*** Listed entries ***

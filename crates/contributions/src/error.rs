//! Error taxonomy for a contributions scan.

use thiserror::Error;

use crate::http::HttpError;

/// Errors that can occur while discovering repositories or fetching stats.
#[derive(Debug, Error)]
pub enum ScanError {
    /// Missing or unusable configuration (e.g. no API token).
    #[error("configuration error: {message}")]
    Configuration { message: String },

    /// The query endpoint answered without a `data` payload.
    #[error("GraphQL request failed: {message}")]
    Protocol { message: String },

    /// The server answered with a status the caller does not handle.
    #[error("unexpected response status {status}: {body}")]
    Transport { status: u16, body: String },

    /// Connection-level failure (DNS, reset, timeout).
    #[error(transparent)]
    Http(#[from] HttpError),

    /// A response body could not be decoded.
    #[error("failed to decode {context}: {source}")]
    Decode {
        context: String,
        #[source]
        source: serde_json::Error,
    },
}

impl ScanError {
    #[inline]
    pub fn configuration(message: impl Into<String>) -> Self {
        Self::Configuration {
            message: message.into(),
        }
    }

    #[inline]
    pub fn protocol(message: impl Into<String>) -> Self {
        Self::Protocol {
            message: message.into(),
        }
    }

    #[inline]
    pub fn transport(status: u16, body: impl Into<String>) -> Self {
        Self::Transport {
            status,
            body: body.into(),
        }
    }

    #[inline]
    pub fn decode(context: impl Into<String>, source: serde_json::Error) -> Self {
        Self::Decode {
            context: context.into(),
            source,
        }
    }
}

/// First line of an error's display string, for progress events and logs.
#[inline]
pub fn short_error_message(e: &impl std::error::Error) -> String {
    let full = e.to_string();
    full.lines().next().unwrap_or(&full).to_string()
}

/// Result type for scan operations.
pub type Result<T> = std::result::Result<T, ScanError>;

*** End of Listed entries ***
*** Listed entries ***

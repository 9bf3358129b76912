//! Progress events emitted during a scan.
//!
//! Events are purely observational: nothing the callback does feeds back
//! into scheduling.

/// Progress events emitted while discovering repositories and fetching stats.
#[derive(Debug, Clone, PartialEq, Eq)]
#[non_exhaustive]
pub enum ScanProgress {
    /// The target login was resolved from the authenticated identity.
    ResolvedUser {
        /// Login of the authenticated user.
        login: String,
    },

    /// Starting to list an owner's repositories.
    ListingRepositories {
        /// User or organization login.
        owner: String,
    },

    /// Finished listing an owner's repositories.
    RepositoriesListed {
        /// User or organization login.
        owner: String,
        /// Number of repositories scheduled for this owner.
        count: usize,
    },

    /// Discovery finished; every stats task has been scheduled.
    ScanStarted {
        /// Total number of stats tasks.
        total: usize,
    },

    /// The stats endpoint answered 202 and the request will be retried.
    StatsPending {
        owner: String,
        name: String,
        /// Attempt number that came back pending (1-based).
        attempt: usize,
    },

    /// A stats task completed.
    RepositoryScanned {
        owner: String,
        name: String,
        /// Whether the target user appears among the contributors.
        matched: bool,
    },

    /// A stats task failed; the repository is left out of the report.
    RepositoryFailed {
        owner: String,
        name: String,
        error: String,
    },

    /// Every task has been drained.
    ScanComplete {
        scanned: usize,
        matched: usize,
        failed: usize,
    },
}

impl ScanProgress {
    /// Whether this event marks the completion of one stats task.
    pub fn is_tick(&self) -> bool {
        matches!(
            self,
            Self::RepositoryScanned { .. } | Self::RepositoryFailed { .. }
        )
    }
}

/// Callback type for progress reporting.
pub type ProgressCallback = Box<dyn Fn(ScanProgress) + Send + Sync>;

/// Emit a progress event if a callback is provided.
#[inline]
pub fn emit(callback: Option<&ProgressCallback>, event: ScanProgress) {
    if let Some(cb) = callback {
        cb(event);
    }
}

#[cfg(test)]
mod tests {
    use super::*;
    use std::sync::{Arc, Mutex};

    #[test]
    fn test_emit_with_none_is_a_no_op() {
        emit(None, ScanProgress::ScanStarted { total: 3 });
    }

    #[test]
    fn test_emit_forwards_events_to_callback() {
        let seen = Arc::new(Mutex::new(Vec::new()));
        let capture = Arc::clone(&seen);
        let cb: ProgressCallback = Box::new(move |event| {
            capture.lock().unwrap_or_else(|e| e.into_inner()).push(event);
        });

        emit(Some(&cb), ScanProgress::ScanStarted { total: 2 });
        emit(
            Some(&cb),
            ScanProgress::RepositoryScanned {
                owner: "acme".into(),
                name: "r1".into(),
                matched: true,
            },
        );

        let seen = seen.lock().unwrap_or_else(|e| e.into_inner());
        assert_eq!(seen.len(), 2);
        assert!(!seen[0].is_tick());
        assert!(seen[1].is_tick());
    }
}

*** End of Listed entries ***

▶ **What the task asks**
Given the records above, restate word for word only the lines starting at the one with "filename crates/contributions/src/error.rs" and ending at the one with "u16, body: String".

▶ **Result below**
filename crates/contributions/src/error.rs
//! Error taxonomy for a contributions scan.

use thiserror::Error;

use crate::http::HttpError;

/// Errors that can occur while discovering repositories or fetching stats.
#[derive(Debug, Error)]
pub enum ScanError {
    /// Missing or unusable configuration (e.g. no API token).
    #[error("configuration error: {message}")]
    Configuration { message: String },

    /// The query endpoint answered without a `data` payload.
    #[error("GraphQL request failed: {message}")]
    Protocol { message: String },

    /// The server answered with a status the caller does not handle.
    #[error("unexpected response status {status}: {body}")]
    Transport { status: u16, body: String },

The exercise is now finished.